• Stored dataset items:
>>>
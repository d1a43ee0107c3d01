//! Error types for history operations.

/// Errors returned by the turn window, capture policy, and transcript stores.
#[derive(Debug, thiserror::Error)]
pub enum MemoryError {
    /// IO error.
    #[error("io error: {0}")]
    Io(#[from] std::io::Error),
    /// Serialization error.
    #[error("serialization error: {0}")]
    Serde(#[from] serde_json::Error),
    /// Regex compilation error.
    #[error("regex error: {0}")]
    Regex(String),
    /// Window capacity must hold at least one pair.
    #[error("max_turns must be at least 1 (got {0})")]
    InvalidCapacity(usize),
}
//! Capture policy applied to question/answer text before it enters history.

use crate::error::MemoryError;
use regex::Regex;

/// Policy for sanitising turn content before storage.
#[derive(Debug, Clone)]
pub struct HistoryCapturePolicy {
    /// Patterns to redact from captured content.
    pub redact_patterns: Vec<String>,
    /// Detect secrets using entropy heuristics.
    pub detect_secrets: bool,
    /// Entropy threshold for secret detection.
    pub secret_entropy_threshold: f32,
    /// Optional maximum length per stored turn.
    pub max_message_chars: Option<usize>,
    /// Replacement string for redactions.
    pub redaction_replacement: String,
}

impl Default for HistoryCapturePolicy {
    fn default() -> Self {
        Self {
            redact_patterns: Vec::new(),
            detect_secrets: true,
            secret_entropy_threshold: 3.7,
            max_message_chars: None,
            redaction_replacement: "[REDACTED]".to_string(),
        }
    }
}

impl HistoryCapturePolicy {
    /// Policy that stores content verbatim.
    pub fn passthrough() -> Self {
        Self {
            detect_secrets: false,
            ..Self::default()
        }
    }

    /// Apply redaction, secret detection, and truncation to a turn's content.
    pub fn apply(&self, content: &str) -> Result<String, MemoryError> {
        let mut content = content.to_string();

        for pattern in &self.redact_patterns {
            let regex = Regex::new(pattern).map_err(|err| MemoryError::Regex(err.to_string()))?;
            content = regex
                .replace_all(&content, self.redaction_replacement.as_str())
                .to_string();
        }

        if self.detect_secrets {
            content = redact_high_entropy(
                &content,
                self.secret_entropy_threshold,
                self.redaction_replacement.as_str(),
            );
        }

        if let Some(max_chars) = self.max_message_chars {
            content = truncate_chars(&content, max_chars);
        }

        Ok(content)
    }

    /// Compile every redaction pattern once so config errors surface early.
    pub fn validate(&self) -> Result<(), MemoryError> {
        for pattern in &self.redact_patterns {
            Regex::new(pattern).map_err(|err| MemoryError::Regex(err.to_string()))?;
        }
        Ok(())
    }
}

/// Truncate a string to a maximum character count.
pub(crate) fn truncate_chars(value: &str, max_chars: usize) -> String {
    if max_chars == 0 {
        return String::new();
    }
    if value.chars().count() <= max_chars {
        return value.to_string();
    }
    value.chars().take(max_chars).collect()
}

/// Redact high-entropy tokens that resemble secrets.
fn redact_high_entropy(content: &str, threshold: f32, replacement: &str) -> String {
    let Ok(regex) = Regex::new(r"[A-Za-z0-9+/=_\-]{20,}") else {
        return content.to_string();
    };
    regex
        .replace_all(content, |caps: &regex::Captures<'_>| {
            let token = caps.get(0).map_or("", |m| m.as_str());
            if shannon_entropy(token) >= threshold {
                replacement.to_string()
            } else {
                token.to_string()
            }
        })
        .to_string()
}

/// Shannon entropy over the token's bytes.
fn shannon_entropy(token: &str) -> f32 {
    let mut counts = [0usize; 256];
    let bytes = token.as_bytes();
    if bytes.is_empty() {
        return 0.0;
    }
    for byte in bytes {
        counts[*byte as usize] += 1;
    }
    let len = bytes.len() as f32;
    let mut entropy = 0.0;
    for count in counts.iter().copied().filter(|count| *count > 0) {
        let p = count as f32 / len;
        entropy -= p * p.log2();
    }
    entropy
}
<<<
• WHAT NEEDS TO BE DONE: Print the first line of the records above and each line after it, exactly, through the line with "Regex compilation error.".

• FINISHED EXERCISE:
repository d1a43ee0107c3d01
//! Error types for history operations.

/// Errors returned by the turn window, capture policy, and transcript stores.
#[derive(Debug, thiserror::Error)]
pub enum MemoryError {
    /// IO error.
    #[error("io error: {0}")]
    Io(#[from] std::io::Error),
    /// Serialization error.
    #[error("serialization error: {0}")]
    Serde(#[from] serde_json::Error),
    /// Regex compilation error.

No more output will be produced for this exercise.